A second focus of the present review was to investigate the key factors in SE (Ellegaard & Pedersen, 2012; Gomes Silva, 2014; Hays, 2014; McMahon, 2017; Nickerson, 2015; Olssen, 2013). Consistent with the theoretical foundation of SE (Levine, 1997) and previous reports from SE users, we identified resource activation (Ellegaard & Pedersen, 2012; Hays, 2014; Olssen, 2013) and the use of touch (Gomes Silva, 2014; Hays, 2014; McMahon, 2017) (by both clients and practitioners) as well as physiological conceptualization of trauma, the importance of psychoeducation, and the establishment of security and trust (Hays, 2014; McMahon, 2017; Olssen, 2013) (by practitioners) as method-specific key factors.

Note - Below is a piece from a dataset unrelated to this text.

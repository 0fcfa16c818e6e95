pub mod pick;
pub mod serve;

The latter represents a key factor that is exclusively used in body-oriented approaches. Thus, we encourage future research to investigate the influence of these key factors and therapeutic outcomes in randomized control-trials and to outline potential implications for standard approaches in trauma therapy.
Although SE was developed as an intervention in the context of trauma therapy, there are reports that practitioners have successfully implemented SE in the treatment of other psychological disorders (Briggs et al., 2018; Changaris, 2010; Ellegaard & Pedersen, 2012; Winblad et al., 2018). In the present scoping review, we found that SE is often used in combination with other treatment procedures (Changaris, 2010; Ellegaard & Pedersen, 2012; Hays, 2014; Nickerson, 2015). Findings suggest that SE is easily integrated in existing therapeutic approaches (e.g. as a supplement to Gestalt therapy (Ellegaard & Pedersen, 2012)). In future studies, the ability to combine SE with other procedures could be systematically investigated. This would make SE useful for the broad field of application and enable synergy effects.

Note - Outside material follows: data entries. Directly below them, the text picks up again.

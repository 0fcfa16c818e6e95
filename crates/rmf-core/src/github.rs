use crate::config::{Config, RosterSource};
use crate::error::{FinderError, Result};
use crate::history::{release_counts, ReleaseRecord};
use crate::report::SelectionInputs;
use crate::tally::Tally;
use regex::Regex;
use reqwest::blocking::{Client, RequestBuilder, Response};
use reqwest::header::{HeaderMap, HeaderValue, ACCEPT, AUTHORIZATION, LINK, USER_AGENT};
use reqwest::{StatusCode, Url};
use serde::de::DeserializeOwned;
use serde::{Deserialize, Serialize};
use std::sync::OnceLock;

const PER_PAGE: &str = "100";

#[derive(Debug, Deserialize)]
struct Member {
    login: String,
}

/// The account behind an access token (`GET /user`).
#[derive(Debug, Clone, PartialEq, Eq, Serialize, Deserialize)]
pub struct GitHubUser {
    pub login: String,
    pub id: u64,
}

// ---------------------------------------------------------------------------
// GitHubClient
// ---------------------------------------------------------------------------

/// Blocking client for the handful of GitHub REST endpoints the finder needs.
#[derive(Debug, Clone)]
pub struct GitHubClient {
    http: Client,
    api_url: String,
    org: String,
    repo: String,
    token: Option<String>,
}

impl GitHubClient {
    pub fn new(config: &Config, token: Option<&str>) -> Result<Self> {
        Ok(Self {
            http: http_client()?,
            api_url: config.api_url.trim_end_matches('/').to_string(),
            org: config.org.clone(),
            repo: config.repo.clone(),
            token: token.filter(|t| !t.is_empty()).map(str::to_string),
        })
    }

    fn url(&self, path: &str, query: &[(&str, &str)]) -> Result<Url> {
        let base = format!("{}{}", self.api_url, path);
        let url = if query.is_empty() {
            Url::parse(&base)
        } else {
            Url::parse_with_params(&base, query)
        };
        url.map_err(|e| FinderError::InvalidConfig(format!("api_url: {e}")))
    }

    fn api_get(&self, url: Url) -> RequestBuilder {
        let request = self
            .http
            .get(url)
            .header(ACCEPT, "application/vnd.github+json");
        match &self.token {
            Some(token) => request.header(AUTHORIZATION, format!("token {token}")),
            None => request,
        }
    }

    /// GET every page of a list endpoint, following `Link: rel="next"`.
    fn get_paginated<T: DeserializeOwned>(
        &self,
        path: &str,
        query: &[(&str, &str)],
    ) -> Result<Vec<T>> {
        let mut params = query.to_vec();
        params.push(("per_page", PER_PAGE));
        let mut url = self.url(path, &params)?;
        let mut items = Vec::new();

        loop {
            tracing::debug!(%url, "fetching page");
            let response = ensure_success(self.api_get(url.clone()).send()?)?;
            let next = next_page(response.headers());
            let page: Vec<T> = response.json()?;
            items.extend(page);
            match next {
                Some(next) => url = next,
                None => break,
            }
        }
        Ok(items)
    }

    pub fn team_members(&self, team: &str) -> Result<Vec<String>> {
        let members: Vec<Member> =
            self.get_paginated(&format!("/orgs/{}/teams/{team}/members", self.org), &[])?;
        Ok(members.into_iter().map(|m| m.login).collect())
    }

    pub fn org_admins(&self) -> Result<Vec<String>> {
        let members: Vec<Member> =
            self.get_paginated(&format!("/orgs/{}/members", self.org), &[("role", "admin")])?;
        Ok(members.into_iter().map(|m| m.login).collect())
    }

    /// Scrape a published maintainer-list page. The API token is never sent here.
    pub fn maintainer_list(&self, page_url: &str) -> Result<Vec<String>> {
        tracing::debug!(url = page_url, "fetching maintainer list page");
        let response = ensure_success(self.http.get(page_url).send()?)?;
        Ok(parse_maintainer_list(&response.text()?))
    }

    /// Union of all roster sources, each login seeded at zero releases.
    pub fn current_maintainers(&self, roster: &[RosterSource]) -> Result<Tally> {
        let mut maintainers = Tally::new();
        for source in roster {
            let logins = match source {
                RosterSource::Team(team) => self.team_members(team)?,
                RosterSource::OrgAdmins => self.org_admins()?,
                RosterSource::MaintainerList(url) => self.maintainer_list(url)?,
            };
            maintainers.extend(logins.into_iter().map(|login| (login, 0)));
        }
        tracing::debug!(count = maintainers.len(), "resolved current maintainers");
        Ok(maintainers)
    }

    pub fn release_history(&self) -> Result<Vec<ReleaseRecord>> {
        self.get_paginated(&format!("/repos/{}/{}/releases", self.org, self.repo), &[])
    }

    /// `Ok(false)` when GitHub answers 404 for the membership lookup.
    pub fn is_team_member(&self, team: &str, login: &str) -> Result<bool> {
        let url = self.url(&format!("/orgs/{}/teams/{team}/members/{login}", self.org), &[])?;
        let response = self.api_get(url).send()?;
        if response.status() == StatusCode::NOT_FOUND {
            return Ok(false);
        }
        ensure_success(response)?;
        Ok(true)
    }

    /// Member of at least one of `teams`, as checked at login.
    ///
    /// A lookup GitHub refuses with any 4xx counts as "not in this team";
    /// server errors and transport failures still propagate.
    pub fn is_member_of_any(&self, teams: &[String], login: &str) -> Result<bool> {
        for team in teams {
            match self.is_team_member(team, login) {
                Ok(true) => return Ok(true),
                Ok(false) => {}
                Err(FinderError::Api { status, .. }) if (400..500).contains(&status) => {
                    tracing::info!(
                        %team,
                        %login,
                        status,
                        "team lookup refused, treating as non-member"
                    );
                }
                Err(e) => return Err(e),
            }
        }
        Ok(false)
    }

    /// Fetch roster and corrected release history for one selection round.
    pub fn selection_inputs(
        &self,
        config: &Config,
        pending: Vec<String>,
        opt_out: Vec<String>,
        attendees: Vec<String>,
    ) -> Result<SelectionInputs> {
        let current_maintainers = self.current_maintainers(&config.roster)?;
        let history = release_counts(&self.release_history()?, &config.corrections)?;
        Ok(SelectionInputs {
            current_maintainers,
            history,
            pending,
            opt_out,
            attendees,
        })
    }

    pub fn authenticated_user(&self) -> Result<GitHubUser> {
        let response = ensure_success(self.api_get(self.url("/user", &[])?).send()?)?;
        Ok(response.json()?)
    }
}

// ---------------------------------------------------------------------------
// Helpers
// ---------------------------------------------------------------------------

pub(crate) fn http_client() -> Result<Client> {
    let mut headers = HeaderMap::new();
    headers.insert(
        USER_AGENT,
        HeaderValue::from_static(concat!("release-manager-finder/", env!("CARGO_PKG_VERSION"))),
    );
    Ok(Client::builder().default_headers(headers).build()?)
}

/// Turn a non-2xx response into [`FinderError::Api`] carrying the raw body.
pub(crate) fn ensure_success(response: Response) -> Result<Response> {
    let status = response.status();
    if status.is_success() {
        return Ok(response);
    }
    let body = response.text().unwrap_or_default();
    tracing::warn!(status = status.as_u16(), "GitHub request failed");
    Err(FinderError::Api {
        status: status.as_u16(),
        body,
    })
}

/// Extract the `rel="next"` target from a `Link` header.
fn next_page(headers: &HeaderMap) -> Option<Url> {
    let link = headers.get(LINK)?.to_str().ok()?;
    link.split(',').find_map(|part| {
        let (target, params) = part.split_once(';')?;
        let is_next = params
            .split(';')
            .any(|p| p.trim() == r#"rel="next""#);
        if !is_next {
            return None;
        }
        let target = target.trim().strip_prefix('<')?.strip_suffix('>')?;
        Url::parse(target).ok()
    })
}

fn maintainer_card() -> &'static Regex {
    static RE: OnceLock<Regex> = OnceLock::new();
    RE.get_or_init(|| {
        Regex::new(r#"<h5 class="card-title">\s*@([^\s|<]+)"#).expect("static regex is valid")
    })
}

/// Logins from `<h5 class="card-title">@login | Full Name</h5>` cards, sorted and deduplicated.
pub fn parse_maintainer_list(html: &str) -> Vec<String> {
    let mut logins: Vec<String> = maintainer_card()
        .captures_iter(html)
        .map(|c| c[1].to_string())
        .collect();
    logins.sort();
    logins.dedup();
    logins
}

Finally, the present study identified the duration of SE intervention as a potentially important moderating key factor of the effectiveness of SE treatments. Studies with the longest SE interventions (6–12 sessions) also provided the greatest effects in the treatment of posttraumatic stress (Andersen et al., 2017; Brom et al., 2017). Consistently, Changaris (2010) notes that a significant reduction in depressive symptoms with SE was only found after controlling for the number of SE sessions. We suggest that future studies may consider the number of sessions as a moderating factor for the treatment effects on both simple and complex trauma.
6. Conclusion
The present scoping review provides a very first overview of the existing empirical studies on SE. Findings show that research on SE is in an early stage. So far, it provides promising findings indicating that SE might be effective in reducing traumatic stress, affective disorders, and somatic symptoms and in improving life quality. In addition, first method-specific key factors of SE have been identified. SE seems to be characterized in particular by its cross-cultural applicability and its combinability with other therapeutic procedures. The latter might be one of the reasons why SE attracts growing interest in clinical application despite the lack of empirical research. Yet, the current evidence base is weak and does not (yet) fully accomplish the high standards for clinical effectiveness research. Thus, we hope that this review encourages future research to focus on extensive, methodologically rigorous studies to ensure the efficacy and effectiveness of SE in the treatment of trauma-related disorders.
Supplementary Material
Funding Statement
The present study received no funding.
Notes
In addition, a study protocol of a randomized controlled trial, which will be published in full at a later date: Andersen, Ellegaard, Schiøttz-Christensen, and Manniche (2018).
Disclosure statement
No potential conflict of interest was reported by the author(s).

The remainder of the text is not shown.